DPLA is a huge potential hub of content for Wikimedia projects. In the pilot year of this pipeline, DPLA uploaded over 1 million files to Wikimedia Commons, and has already reached the 2 million mark just a few months after that—making DPLA the largest single contributor to Commons. But this number still represents less than 5% of public domain items aggregated by DPLA today (and nearly any cultural institution not already contributing to DPLA's aggregation could join the network if they would like to participate in the pipeline to Commons). What has been built so far, therefore, is an effective firehose, but we also recognize that in order to sustain the project's growth and preserve the goodwill of the Wikimedia community, we need to increasingly focus on delivering quality and not just quantity. In particular, as the Wikimedia Commons community moves toward more widespread adoption of Structured Data on Commons, DPLA needs to be part of that effort, both as the largest single source of media, but also as a stakeholder whose own success depends on improved discoverability.

What is your solution to this problem?

[edit]

For the problem you identified in the previous section, briefly describe your how you would like to address this problem. We recognize that there are many ways to solve a problem. We’d like to understand why you chose this particular solution, and why you think it is worth pursuing. Remember to review the tutorial for tips on how to answer this question.

In order to improve the quality and extend functionality, DPLA has identified four discrete enhancements we propose to make to the pipeline.
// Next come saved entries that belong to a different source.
use axum::response::Response;
use serde::Serialize;

use crate::utils::response::success;

pub mod admin;
pub mod auth;
pub mod events;
pub mod tickets;
pub mod users;

#[derive(Serialize)]
struct HealthPayload {
    status: &'static str,
    service: &'static str,
}

pub async fn health_check() -> Response {
    let payload = HealthPayload {
        status: "ok",
        service: "evently-api",
    };

    success(payload, "Health check successful")
}
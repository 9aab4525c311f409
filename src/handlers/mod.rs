mod coins;
mod health;
mod metrics;
mod movers;

pub use coins::{coins_list_handler, market_chart_handler, markets_handler};
pub use health::health_handler;
pub use metrics::metrics_handler;
pub use movers::{top_gainer_handler, top_loser_handler};

use std::future::Future;
use std::sync::Arc;

use axum::{Router, routing::get};
use serde_json::Value;
use tower_http::{
    cors::{Any, CorsLayer},
    trace::TraceLayer,
};
use tracing::{debug, warn};

use crate::metrics::{CACHE_HITS, CACHE_MISSES, CACHE_SIZE, UPSTREAM_ERRORS};
use crate::state::AppState;
use crate::upstream::UpstreamError;

/// Builds the application router. The dashboard is served from another
/// origin, so CORS stays wide open like the original deployment.
pub fn router(state: Arc<AppState>) -> Router {
    let cors = CorsLayer::new()
        .allow_origin(Any)
        .allow_methods(Any)
        .allow_headers(Any);

    Router::new()
        .route("/api/coins/list", get(coins_list_handler))
        .route("/api/coins/{id}/market_chart", get(market_chart_handler))
        .route("/api/coins/markets", get(markets_handler))
        .route("/api/top-gainer", get(top_gainer_handler))
        .route("/api/top-loser", get(top_loser_handler))
        .route("/api/health", get(health_handler))
        .route("/metrics", get(metrics_handler))
        .layer(cors)
        .layer(TraceLayer::new_for_http())
        .with_state(state)
}

// Shared fetch-through-cache path: serve a fresh entry when present,
// otherwise collapse concurrent misses behind the key's flight guard and
// fetch once. `fetch` is lazy and only awaited on a real miss.
pub(crate) async fn cached_fetch(
    state: &AppState,
    key: &str,
    resource: &str,
    fetch: impl Future<Output = Result<Value, UpstreamError>>,
) -> Result<Value, UpstreamError> {
    if let Some(value) = state.cache.get(key) {
        CACHE_HITS.inc();
        debug!(resource, "cache hit");
        return Ok(value);
    }

    let flight = state.cache.flight(key);
    let _guard = flight.lock().await;

    // another request may have fetched while we waited on the guard
    if let Some(value) = state.cache.get(key) {
        CACHE_HITS.inc();
        debug!(resource, "cache hit after in-flight fetch");
        return Ok(value);
    }

    CACHE_MISSES.inc();
    debug!(resource, "cache miss, fetching upstream");

    match fetch.await {
        Ok(value) => {
            state.cache.insert(key, value.clone());
            CACHE_SIZE.set(state.cache.len() as f64);
            Ok(value)
        }
        Err(err) => {
            // failures are never cached; the next request retries upstream
            UPSTREAM_ERRORS.inc();
            warn!(resource, error = %err, "upstream fetch failed");
            Err(err)
        }
    }
}
use std::sync::Arc;

use clap::Parser;
use tracing::info;
use tracing_subscriber::{layer::SubscriberExt, util::SubscriberInitExt};

use coindash_gateway::config::Args;
use coindash_gateway::handlers::router;
use coindash_gateway::state::AppState;

#[tokio::main]
async fn main() {
    tracing_subscriber::registry()
        .with(
            tracing_subscriber::EnvFilter::try_from_default_env()
                .unwrap_or_else(|_| "coindash_gateway=info,tower_http=info".into()),
        )
        .with(tracing_subscriber::fmt::layer())
        .init();

    // parse cli/env arguments
    let args = Args::parse();

    // shared state: cache + upstream client, one instance for the process
    let state = Arc::new(AppState::from_args(&args));

    let app = router(state);

    let addr = format!("0.0.0.0:{}", args.port);
    let listener = tokio::net::TcpListener::bind(&addr).await.unwrap();

    info!("Gateway running on http://localhost:{}", args.port);
    info!("Forwarding to market-data API at {}", args.upstream_url);
    info!("Cache TTL: {} seconds", args.cache_ttl);

    axum::serve(listener, app).await.unwrap();
}
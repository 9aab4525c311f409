use lazy_static::lazy_static;
use prometheus::{
    Counter, Gauge, Histogram, register_counter, register_gauge, register_histogram,
};

lazy_static! {
    pub static ref REQUEST_TOTAL: Counter =
        register_counter!("coindash_requests_total", "Total number of requests").unwrap();
    pub static ref CACHE_HITS: Counter =
        register_counter!("coindash_cache_hits_total", "Total cache hits").unwrap();
    pub static ref CACHE_MISSES: Counter =
        register_counter!("coindash_cache_misses_total", "Total cache misses").unwrap();
    pub static ref UPSTREAM_ERRORS: Counter = register_counter!(
        "coindash_upstream_errors_total",
        "Total failed upstream fetches"
    )
    .unwrap();
    pub static ref REQUEST_LATENCY: Histogram = register_histogram!(
        "coindash_request_latency_seconds",
        "Request latency in seconds"
    )
    .unwrap();
    pub static ref CACHE_SIZE: Gauge =
        register_gauge!("coindash_cache_size", "Current number of items in cache").unwrap();
}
These projects would help us unlock further impact for our proposed Wikimedia program for Glam-Wiki in the United States.
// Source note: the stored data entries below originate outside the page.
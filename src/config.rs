use clap::Parser;

// CLI argument structure; every flag can also come from the environment
#[derive(Parser, Debug, Clone)]
#[command(name = "coindash-gateway")]
#[command(about = "Caching market-data proxy for the crypto dashboard")]
pub struct Args {
    // Port to run the server on
    #[arg(short, long, env = "PORT", default_value_t = 5000)]
    pub port: u16,

    // Market-data API base URL
    #[arg(
        short,
        long,
        env = "COINGECKO_API_URL",
        default_value = "https://api.coingecko.com/api/v3"
    )]
    pub upstream_url: String,

    // Cache TTL in seconds
    #[arg(short, long, env = "CACHE_TTL", default_value_t = 60)]
    pub cache_ttl: u64,
}

#[cfg(test)]
mod tests {
    use super::*;

    #[test]
    fn defaults_match_documented_values() {
        // clear the env overrides so the defaults are what gets parsed
        unsafe {
            std::env::remove_var("PORT");
            std::env::remove_var("COINGECKO_API_URL");
            std::env::remove_var("CACHE_TTL");
        }

        let args = Args::parse_from(["coindash-gateway"]);
        assert_eq!(args.port, 5000);
        assert_eq!(args.upstream_url, "https://api.coingecko.com/api/v3");
        assert_eq!(args.cache_ttl, 60);
    }

    #[test]
    fn flags_override_defaults() {
        let args = Args::parse_from([
            "coindash-gateway",
            "--port",
            "8080",
            "--upstream-url",
            "http://localhost:9000",
            "--cache-ttl",
            "5",
        ]);
        assert_eq!(args.port, 8080);
        assert_eq!(args.upstream_url, "http://localhost:9000");
        assert_eq!(args.cache_ttl, 5);
    }
}
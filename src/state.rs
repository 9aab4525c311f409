use std::time::Duration;

use crate::cache::Cache;
use crate::config::Args;
use crate::upstream::UpstreamClient;

// App's shared state: the response cache and the upstream client, built
// once at startup and injected into every handler. Discarded at shutdown;
// nothing persists across restarts.
pub struct AppState {
    pub upstream: UpstreamClient,
    pub cache: Cache,
}

impl AppState {
    pub fn new(upstream_url: String, ttl: Duration) -> Self {
        Self {
            upstream: UpstreamClient::new(upstream_url),
            cache: Cache::new(ttl),
        }
    }

    pub fn from_args(args: &Args) -> Self {
        Self::new(
            args.upstream_url.clone(),
            Duration::from_secs(args.cache_ttl),
        )
    }
}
Implementation of Structured Data on Commons
Use of Structured Data on Commons statements on uploaded files was always part of the vision of our pipeline, but it was too challenging to accomplish in the pilot phase. There were both technical reasons (Pywikibot, which we were using for uploads, did not yet support SDC) and social reasons (lack of a clear consensus on data modeling) which made it the wrong time to begin adding millions of SDC statements. Since then, the landscape has changed, and there are more tools and community clarity around SDC. We believe it is reasonable now to implement structured data statements on the DPLA pipeline's uploads, and that this would enhance discoverability of the images as well as improve the usefulness of the data itself.
Data synchronization
Data synchronization means that rather than treating each upload to Wikimedia Commons as a one-off contribution, which is how most bulk uploads work, DPLA will continue to maintain that upload over time. The pipeline will perform additional non-upload edits to the pages on Wikimedia Commons, such as when the metadata from the data source change, and renaming files when the title field changes. This ensures the quality of the data, since metadata is not static, and can change over time for a variety of reasons, ranging from simple factual or grammatical fixes to addressing outdated or harmful language. We would also use this functionality to propagate the implementation of SDC statements back into the now millions of legacy uploads DPLA has already performed.
Analytics reporting
The statistics DPLA and its partners expect in order to measure the impact of our efforts on Wikimedia come from a number of different places. Some tools, such as BaGLAMa, GLAMourous, and GLAMorgen can be used to find data—such as number of uploads, files in use, or page views—but they require specialized knowledge for institutional staff to find and use these tools. DPLA already provides an Analytics Dashboard to partners, which displays statistics about their collection's metadata coverage and usage, and we plan to provide Wikimedia data in an easily accessible form by building it into the dashboard.
Image citation pilot
In order to help demonstrate the value of our SDC work, DPLA is committed to experimenting with new solutions our work makes possible. One idea we would test is how the storing captions and item-level metadata as structure data on Commons files will allow Wikipedia editors, especially GLAM staff new to editing, to more easily add images. Please see our initial mock-up, which envisions descriptive metadata from GLAM collections brought into an article (using Lua) as citation data and captions. This is based on the original concept described in Wikipedia:Image citation, but extended to the new capabilities of SDC. As part of this project, we would conduct a basic investigation of this approach, with template coding and user testing with DPLA partners.

Project goals

[edit]

What are your goals for this project? Your goals should describe the top two or three benefits that will come out of your project. These should be benefits to the Wikimedia projects or Wikimedia communities. They should not be benefits to you individually. Remember to review the tutorial for tips on how to answer this question.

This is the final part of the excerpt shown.